WHAT TO PRODUCE
The answer must consist of the records, repeated exactly.

(Collected data)

________________________________________

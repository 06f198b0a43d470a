//! Per-route transformation chains.
//!
//! # Architecture
//!
//! ```text
//! Route ──expand──► [src files] ──rayon──► kind handler ──► dest files
//!                                              │
//!                                              └─ error: logged, file skipped
//! ```
//!
//! Files inside one chain are independent and processed in parallel.
//! A failing file never aborts its siblings; the outcome of every file is
//! folded into a [`ChainReport`].

mod copy;
mod error;
mod image;
mod markup;
mod minify;
mod script;
mod style;

pub use error::{IncludeError, TransformError};
pub use minify::{CssOutput, minify_js, process_css};

use std::fs;
use std::path::{Path, PathBuf};

use rayon::prelude::*;

use crate::core::PipelineContext;
use crate::log;
use crate::registry::{Route, RouteKind};

/// What happened to one source file.
#[derive(Debug)]
pub enum FileOutcome {
    /// Artifacts written, in write order.
    Written(Vec<PathBuf>),
    /// Destination already up to date, or the file is not an entry point.
    Skipped,
}

#[derive(Debug, Clone)]
pub struct FileFailure {
    pub path: PathBuf,
    pub message: String,
}

/// Outcome of one chain run.
#[derive(Debug, Default, Clone)]
pub struct ChainReport {
    /// Every artifact written, sorted.
    pub written: Vec<PathBuf>,
    pub skipped: usize,
    pub failed: Vec<FileFailure>,
}

impl ChainReport {
    pub fn is_ok(&self) -> bool {
        self.failed.is_empty()
    }

    fn record(&mut self, path: PathBuf, outcome: Result<FileOutcome, TransformError>) {
        match outcome {
            Ok(FileOutcome::Written(paths)) => self.written.extend(paths),
            Ok(FileOutcome::Skipped) => self.skipped += 1,
            Err(err) => self.failed.push(FileFailure {
                path,
                message: error_chain(&err),
            }),
        }
    }
}

/// Run one route's chain over every file its source glob currently matches.
pub fn run_chain(route: &Route, ctx: &PipelineContext) -> ChainReport {
    let root = ctx.root();
    let sources = route.sources(root);

    let outcomes: Vec<_> = sources
        .into_par_iter()
        .map(|src| {
            let outcome = process_file(route, ctx, &src);
            (src, outcome)
        })
        .collect();

    let mut report = ChainReport::default();
    for (src, outcome) in outcomes {
        if let Err(err) = &outcome {
            log!("error"; "{}: {}", ctx.config.root_relative(&src).display(), error_chain(err));
        }
        report.record(src, outcome);
    }
    report.written.sort();
    report
}

fn process_file(
    route: &Route,
    ctx: &PipelineContext,
    src: &Path,
) -> Result<FileOutcome, TransformError> {
    match route.kind() {
        RouteKind::Style => style::compile(route, ctx, src),
        RouteKind::Markup => markup::render(route, ctx, src),
        RouteKind::Image => image::compress(route, ctx, src),
        RouteKind::Script => script::process(route, ctx, src),
        RouteKind::Vendor | RouteKind::StyleSource => copy::passthrough(route, ctx, src),
    }
}

/// Render an error with its sources, `outer: inner: innermost`.
fn error_chain(err: &dyn std::error::Error) -> String {
    let mut message = err.to_string();
    let mut source = err.source();
    while let Some(inner) = source {
        message.push_str(": ");
        message.push_str(&inner.to_string());
        source = inner.source();
    }
    message
}

fn read_bytes(path: &Path) -> Result<Vec<u8>, TransformError> {
    fs::read(path).map_err(|e| TransformError::Read(path.to_path_buf(), e))
}

fn read_string(path: &Path) -> Result<String, TransformError> {
    fs::read_to_string(path).map_err(|e| TransformError::Read(path.to_path_buf(), e))
}

/// Write a file, creating parent directories.
fn write_file(path: &Path, contents: impl AsRef<[u8]>) -> Result<(), TransformError> {
    let wrap = |e| TransformError::Write(path.to_path_buf(), e);
    if let Some(parent) = path.parent() {
        fs::create_dir_all(parent).map_err(wrap)?;
    }
    fs::write(path, contents).map_err(wrap)
}

/// `dir/name.ext` -> `dir/name<suffix>.ext`
fn with_stem_suffix(path: &Path, suffix: &str) -> PathBuf {
    let stem = path.file_stem().unwrap_or_default().to_string_lossy();
    let name = match path.extension() {
        Some(ext) => format!("{stem}{suffix}.{}", ext.to_string_lossy()),
        None => format!("{stem}{suffix}"),
    };
    path.with_file_name(name)
}

#[cfg(test)]
pub(crate) mod testing {
    //! Scratch project helpers shared by chain tests.

    use std::fs;
    use std::path::Path;

    use crate::config::PipelineConfig;
    use crate::core::{Mode, PipelineContext};

    pub fn context(root: &Path, mode: Mode) -> PipelineContext {
        let config = PipelineConfig {
            root: root.to_path_buf(),
            ..PipelineConfig::default()
        };
        PipelineContext::new(config, mode).unwrap()
    }

    pub fn write(root: &Path, rel: &str, contents: impl AsRef<[u8]>) {
        let path = root.join(rel);
        fs::create_dir_all(path.parent().unwrap()).unwrap();
        fs::write(path, contents).unwrap();
    }
}

#[cfg(test)]
mod tests {
    use super::*;
    use crate::core::Mode;
    use crate::registry::RouteKey;
    use tempfile::TempDir;

    #[test]
    fn test_with_stem_suffix() {
        assert_eq!(
            with_stem_suffix(Path::new("build/js/item.js"), ".min"),
            PathBuf::from("build/js/item.min.js")
        );
        assert_eq!(
            with_stem_suffix(Path::new("a/photo.jpg"), "-thumb"),
            PathBuf::from("a/photo-thumb.jpg")
        );
    }

    #[test]
    fn test_failure_does_not_stop_siblings() {
        let dir = TempDir::new().unwrap();
        testing::write(dir.path(), "src/item/index.html", "<!--=include html/missing.html -->");
        testing::write(dir.path(), "src/item/about.html", "<p>about</p>");

        let ctx = testing::context(dir.path(), Mode::Production);
        let route = ctx
            .registry
            .route(&RouteKey::new("item", RouteKind::Markup))
            .unwrap();
        let report = run_chain(route, &ctx);

        assert_eq!(report.failed.len(), 1);
        assert!(report.failed[0].path.ends_with("index.html"));
        assert_eq!(report.written, [dir.path().join("build/item/about.html")]);
        assert!(!report.is_ok());
    }

    #[test]
    fn test_empty_glob_is_ok() {
        let dir = TempDir::new().unwrap();
        let ctx = testing::context(dir.path(), Mode::Development);
        for route in ctx.registry.watched_routes() {
            let report = run_chain(route, &ctx);
            assert!(report.is_ok());
            assert!(report.written.is_empty());
        }
    }
}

________________________________________

RESPONSE BOX
repository 06f198b0a43d470a
//! Per-route transformation chains.
//!
//! # Architecture
//!
//! ```text
//! Route ──expand──► [src files] ──rayon──► kind handler ──► dest files
//!                                              │
//!                                              └─ error: logged, file skipped
//! ```
//!
//! Files inside one chain are independent and processed in parallel.
//! A failing file never aborts its siblings; the outcome of every file is
//! folded into a [`ChainReport`].

mod copy;
mod error;
mod image;
mod markup;
mod minify;
mod script;
mod style;

pub use error::{IncludeError, TransformError};
pub use minify::{CssOutput, minify_js, process_css};

use std::fs;
use std::path::{Path, PathBuf};

use rayon::prelude::*;

use crate::core::PipelineContext;
use crate::log;
use crate::registry::{Route, RouteKind};

/// What happened to one source file.
#[derive(Debug)]
pub enum FileOutcome {
    /// Artifacts written, in write order.
    Written(Vec<PathBuf>),
    /// Destination already up to date, or the file is not an entry point.
    Skipped,
}

#[derive(Debug, Clone)]
pub struct FileFailure {
    pub path: PathBuf,
    pub message: String,
}

/// Outcome of one chain run.
#[derive(Debug, Default, Clone)]
pub struct ChainReport {
    /// Every artifact written, sorted.
    pub written: Vec<PathBuf>,
    pub skipped: usize,
    pub failed: Vec<FileFailure>,
}

impl ChainReport {
    pub fn is_ok(&self) -> bool {
        self.failed.is_empty()
    }

    fn record(&mut self, path: PathBuf, outcome: Result<FileOutcome, TransformError>) {
        match outcome {
            Ok(FileOutcome::Written(paths)) => self.written.extend(paths),
            Ok(FileOutcome::Skipped) => self.skipped += 1,
            Err(err) => self.failed.push(FileFailure {
                path,
                message: error_chain(&err),
            }),
        }
    }
}

/// Run one route's chain over every file its source glob currently matches.
pub fn run_chain(route: &Route, ctx: &PipelineContext) -> ChainReport {
    let root = ctx.root();
    let sources = route.sources(root);

    let outcomes: Vec<_> = sources
        .into_par_iter()
        .map(|src| {
            let outcome = process_file(route, ctx, &src);
            (src, outcome)
        })
        .collect();

    let mut report = ChainReport::default();
    for (src, outcome) in outcomes {
        if let Err(err) = &outcome {
            log!("error"; "{}: {}", ctx.config.root_relative(&src).display(), error_chain(err));
        }
        report.record(src, outcome);
    }
    report.written.sort();
    report
}

fn process_file(
    route: &Route,
    ctx: &PipelineContext,
    src: &Path,
) -> Result<FileOutcome, TransformError> {
    match route.kind() {
        RouteKind::Style => style::compile(route, ctx, src),
        RouteKind::Markup => markup::render(route, ctx, src),
        RouteKind::Image => image::compress(route, ctx, src),
        RouteKind::Script => script::process(route, ctx, src),
        RouteKind::Vendor | RouteKind::StyleSource => copy::passthrough(route, ctx, src),
    }
}

/// Render an error with its sources, `outer: inner: innermost`.
fn error_chain(err: &dyn std::error::Error) -> String {
    let mut message = err.to_string();
    let mut source = err.source();
    while let Some(inner) = source {
        message.push_str(": ");
        message.push_str(&inner.to_string());
        source = inner.source();
    }
    message
}

fn read_bytes(path: &Path) -> Result<Vec<u8>, TransformError> {
    fs::read(path).map_err(|e| TransformError::Read(path.to_path_buf(), e))
}

fn read_string(path: &Path) -> Result<String, TransformError> {
    fs::read_to_string(path).map_err(|e| TransformError::Read(path.to_path_buf(), e))
}

/// Write a file, creating parent directories.
fn write_file(path: &Path, contents: impl AsRef<[u8]>) -> Result<(), TransformError> {
    let wrap = |e| TransformError::Write(path.to_path_buf(), e);
    if let Some(parent) = path.parent() {
        fs::create_dir_all(parent).map_err(wrap)?;
    }
    fs::write(path, contents).map_err(wrap)
}

/// `dir/name.ext` -> `dir/name<suffix>.ext`
fn with_stem_suffix(path: &Path, suffix: &str) -> PathBuf {
    let stem = path.file_stem().unwrap_or_default().to_string_lossy();
    let name = match path.extension() {
        Some(ext) => format!("{stem}{suffix}.{}", ext.to_string_lossy()),
        None => format!("{stem}{suffix}"),
    };
    path.with_file_name(name)
}

#[cfg(test)]
pub(crate) mod testing {
    //! Scratch project helpers shared by chain tests.

    use std::fs;
    use std::path::Path;

    use crate::config::PipelineConfig;
    use crate::core::{Mode, PipelineContext};

    pub fn context(root: &Path, mode: Mode) -> PipelineContext {
        let config = PipelineConfig {
            root: root.to_path_buf(),
            ..PipelineConfig::default()
        };
        PipelineContext::new(config, mode).unwrap()
    }

    pub fn write(root: &Path, rel: &str, contents: impl AsRef<[u8]>) {
        let path = root.join(rel);
        fs::create_dir_all(path.parent().unwrap()).unwrap();
        fs::write(path, contents).unwrap();
    }
}

#[cfg(test)]
mod tests {
    use super::*;
    use crate::core::Mode;
    use crate::registry::RouteKey;
    use tempfile::TempDir;

    #[test]
    fn test_with_stem_suffix() {
        assert_eq!(
            with_stem_suffix(Path::new("build/js/item.js"), ".min"),
            PathBuf::from("build/js/item.min.js")
        );
        assert_eq!(
            with_stem_suffix(Path::new("a/photo.jpg"), "-thumb"),
            PathBuf::from("a/photo-thumb.jpg")
        );
    }

    #[test]
    fn test_failure_does_not_stop_siblings() {
        let dir = TempDir::new().unwrap();
        testing::write(dir.path(), "src/item/index.html", "<!--=include html/missing.html -->");
        testing::write(dir.path(), "src/item/about.html", "<p>about</p>");

        let ctx = testing::context(dir.path(), Mode::Production);
        let route = ctx
            .registry
            .route(&RouteKey::new("item", RouteKind::Markup))
            .unwrap();
        let report = run_chain(route, &ctx);

        assert_eq!(report.failed.len(), 1);
        assert!(report.failed[0].path.ends_with("index.html"));
        assert_eq!(report.written, [dir.path().join("build/item/about.html")]);
        assert!(!report.is_ok());
    }

    #[test]
    fn test_empty_glob_is_ok() {
        let dir = TempDir::new().unwrap();
        let ctx = testing::context(dir.path(), Mode::Development);
        for route in ctx.registry.watched_routes() {
            let report = run_chain(route, &ctx);
            assert!(report.is_ok());
            assert!(report.written.is_empty());
        }
    }
}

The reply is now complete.